Users may analyse and troubleshoot their data in a novel and incredibly intuitive way with Kangas, which is available on GitHub. By grouping, sorting, filtering, querying, and interpreting their structured and unstructured data, ML practitioners may use Kangas to create visualisations that are generated in real-time, accelerating the construction of models and generating useful information from their data.
When working with large-scale datasets, it can be overwhelming and time-consuming for data scientists to examine datasets both during the data preparation stage and model training. The technology enables intuitive real-time data exploration, debugging, and analysis to swiftly get insights and make faster, better decisions.
Following are the benefits that Kangas has to offer:
- Scalability: The tool was designed to perform well while handling huge datasets.
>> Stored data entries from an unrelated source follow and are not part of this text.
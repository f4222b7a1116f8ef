//! Patient flow ordering.
//!
//! Three lists decide who is seen next: the waiting list of registered but
//! unseen patients, the doctor's queue, and each department's referral
//! worklist. All three orders are stable sorts over rows already loaded from
//! the store, so rows with equal keys keep the order they were loaded in
//! (ascending id).

use chrono::NaiveDateTime;

use crate::enums::{Priority, ReferralStatus};
use crate::models::{DepartmentReferral, Patient, QueueEntry};

/// Anything that sits on the first-come-first-serve waiting list.
pub trait Registered {
    fn registered_at(&self) -> NaiveDateTime;
}

/// Anything that sits in the doctor's queue.
pub trait Queued {
    fn priority(&self) -> Priority;
    fn sent_at(&self) -> NaiveDateTime;
}

/// Anything that sits on a department worklist.
pub trait Referred {
    fn referral_status(&self) -> ReferralStatus;
    fn referred_at(&self) -> NaiveDateTime;
}

impl Registered for Patient {
    fn registered_at(&self) -> NaiveDateTime {
        self.date_registered
    }
}

impl Queued for QueueEntry {
    fn priority(&self) -> Priority {
        self.priority
    }

    fn sent_at(&self) -> NaiveDateTime {
        self.sent_at
    }
}

impl Referred for DepartmentReferral {
    fn referral_status(&self) -> ReferralStatus {
        self.status
    }

    fn referred_at(&self) -> NaiveDateTime {
        self.created_at
    }
}

/// Oldest registration first.
pub fn order_waiting_list<T: Registered>(mut patients: Vec<T>) -> Vec<T> {
    patients.sort_by_key(|p| p.registered_at());
    patients
}

/// Emergency before urgent before normal, then earliest arrival.
pub fn order_doctor_queue<T: Queued>(mut entries: Vec<T>) -> Vec<T> {
    entries.sort_by_key(|e| (e.priority().rank(), e.sent_at()));
    entries
}

/// Pending before in progress before completed, then oldest referral.
pub fn order_referrals<T: Referred>(mut referrals: Vec<T>) -> Vec<T> {
    referrals.sort_by_key(|r| (r.referral_status().rank(), r.referred_at()));
    referrals
}

/// Whole minutes between `since` and `now`, never negative.
pub fn minutes_waiting(since: NaiveDateTime, now: NaiveDateTime) -> i64 {
    (now - since).num_minutes().max(0)
}

#[cfg(test)]
mod tests {
    use super::*;
    use chrono::{Duration, NaiveDate};
    use proptest::prelude::*;

    #[derive(Debug, Clone, PartialEq)]
    struct Slot {
        name: &'static str,
        priority: Priority,
        at: NaiveDateTime,
    }

    impl Queued for Slot {
        fn priority(&self) -> Priority {
            self.priority
        }

        fn sent_at(&self) -> NaiveDateTime {
            self.at
        }
    }

    impl Registered for Slot {
        fn registered_at(&self) -> NaiveDateTime {
            self.at
        }
    }

    fn at(hour: u32, minute: u32) -> NaiveDateTime {
        NaiveDate::from_ymd_opt(2025, 3, 14)
            .unwrap()
            .and_hms_opt(hour, minute, 0)
            .unwrap()
    }

    fn slot(name: &'static str, priority: Priority, at: NaiveDateTime) -> Slot {
        Slot { name, priority, at }
    }

    #[test]
    fn emergency_jumps_the_queue() {
        let queue = vec![
            slot("A", Priority::Normal, at(9, 0)),
            slot("B", Priority::Emergency, at(9, 5)),
            slot("C", Priority::Urgent, at(9, 2)),
        ];
        let names: Vec<_> = order_doctor_queue(queue).into_iter().map(|s| s.name).collect();
        assert_eq!(names, ["B", "C", "A"]);
    }

    #[test]
    fn equal_priority_is_served_in_arrival_order() {
        let queue = vec![
            slot("late", Priority::Urgent, at(10, 30)),
            slot("early", Priority::Urgent, at(8, 15)),
            slot("tie-first", Priority::Normal, at(9, 0)),
            slot("tie-second", Priority::Normal, at(9, 0)),
        ];
        let names: Vec<_> = order_doctor_queue(queue).into_iter().map(|s| s.name).collect();
        assert_eq!(names, ["early", "late", "tie-first", "tie-second"]);
    }

    #[test]
    fn waiting_list_is_first_come_first_serve() {
        let waiting = vec![
            slot("second", Priority::Normal, at(11, 0)),
            slot("first", Priority::Emergency, at(7, 45)),
            slot("third", Priority::Normal, at(16, 20)),
        ];
        let names: Vec<_> = order_waiting_list(waiting).into_iter().map(|s| s.name).collect();
        assert_eq!(names, ["first", "second", "third"]);
    }

    #[test]
    fn referral_worklist_puts_pending_first() {
        let base = DepartmentReferral {
            id: 0,
            patient_id: 1,
            visit_id: 1,
            from_doctor_id: 1,
            to_department: crate::enums::Department::Lab,
            status: ReferralStatus::Pending,
            notes: String::new(),
            created_at: at(9, 0),
            completed_at: None,
        };
        let rows = vec![
            DepartmentReferral { id: 1, status: ReferralStatus::Completed, created_at: at(8, 0), ..base.clone() },
            DepartmentReferral { id: 2, status: ReferralStatus::InProgress, created_at: at(8, 30), ..base.clone() },
            DepartmentReferral { id: 3, status: ReferralStatus::Pending, created_at: at(10, 0), ..base.clone() },
            DepartmentReferral { id: 4, status: ReferralStatus::Pending, created_at: at(9, 15), ..base },
        ];
        let ids: Vec<_> = order_referrals(rows).into_iter().map(|r| r.id).collect();
        assert_eq!(ids, [4, 3, 2, 1]);
    }

    #[test]
    fn minutes_waiting_clamps_clock_skew() {
        assert_eq!(minutes_waiting(at(9, 0), at(9, 42)), 42);
        assert_eq!(minutes_waiting(at(9, 42), at(9, 0)), 0);
    }

    fn arb_priority() -> impl Strategy<Value = Priority> {
        prop_oneof![
            Just(Priority::Emergency),
            Just(Priority::Urgent),
            Just(Priority::Normal),
        ]
    }

    fn arb_slots() -> impl Strategy<Value = Vec<(Priority, i64)>> {
        prop::collection::vec((arb_priority(), 0i64..240), 0..40)
    }

    fn build(raw: &[(Priority, i64)]) -> Vec<(usize, Slot)> {
        raw.iter()
            .enumerate()
            .map(|(i, (p, offset))| (i, slot("x", *p, at(8, 0) + Duration::minutes(*offset))))
            .collect()
    }

    impl Queued for (usize, Slot) {
        fn priority(&self) -> Priority {
            self.1.priority
        }

        fn sent_at(&self) -> NaiveDateTime {
            self.1.at
        }
    }

    impl Registered for (usize, Slot) {
        fn registered_at(&self) -> NaiveDateTime {
            self.1.at
        }
    }

    proptest! {
        #[test]
        fn waiting_list_is_sorted_by_registration(raw in arb_slots()) {
            let ordered = order_waiting_list(build(&raw));
            prop_assert_eq!(ordered.len(), raw.len());
            for pair in ordered.windows(2) {
                prop_assert!(pair[0].1.at <= pair[1].1.at);
                if pair[0].1.at == pair[1].1.at {
                    prop_assert!(pair[0].0 < pair[1].0);
                }
            }
        }

        #[test]
        fn doctor_queue_respects_priority_then_arrival(raw in arb_slots()) {
            let ordered = order_doctor_queue(build(&raw));
            prop_assert_eq!(ordered.len(), raw.len());
            for pair in ordered.windows(2) {
                let (a, b) = (&pair[0].1, &pair[1].1);
                prop_assert!(a.priority.rank() <= b.priority.rank());
                if a.priority == b.priority {
                    prop_assert!(a.at <= b.at);
                    if a.at == b.at {
                        prop_assert!(pair[0].0 < pair[1].0);
                    }
                }
            }
        }
    }
}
- Constructed with a specific purpose in mind: Computer Vision/ML concepts like scoring, bounding boxes, and more are supported right out of the box, and statistics and charts are generated automatically.
- Support for other media types: Kangas is not only restricted to conventional text inquiries. Additionally, it enables movies, photographs, and more.
- Interoperability: Kangas can be installed as a web app, a standalone local software, or even ran in a notebook. It ingests data in a straightforward format that makes it simple to integrate with any existing data science tooling.
- Open source: Kangas was created by and for the ML community and is completely open source.
Kangas was created to be used by the entire community, including academics, businesses, and researchers. They will be able to fully benefit from Kangas as individuals and teams seek to advance their ML ambitions. Due to its open source nature, anyone can contribute and improve it.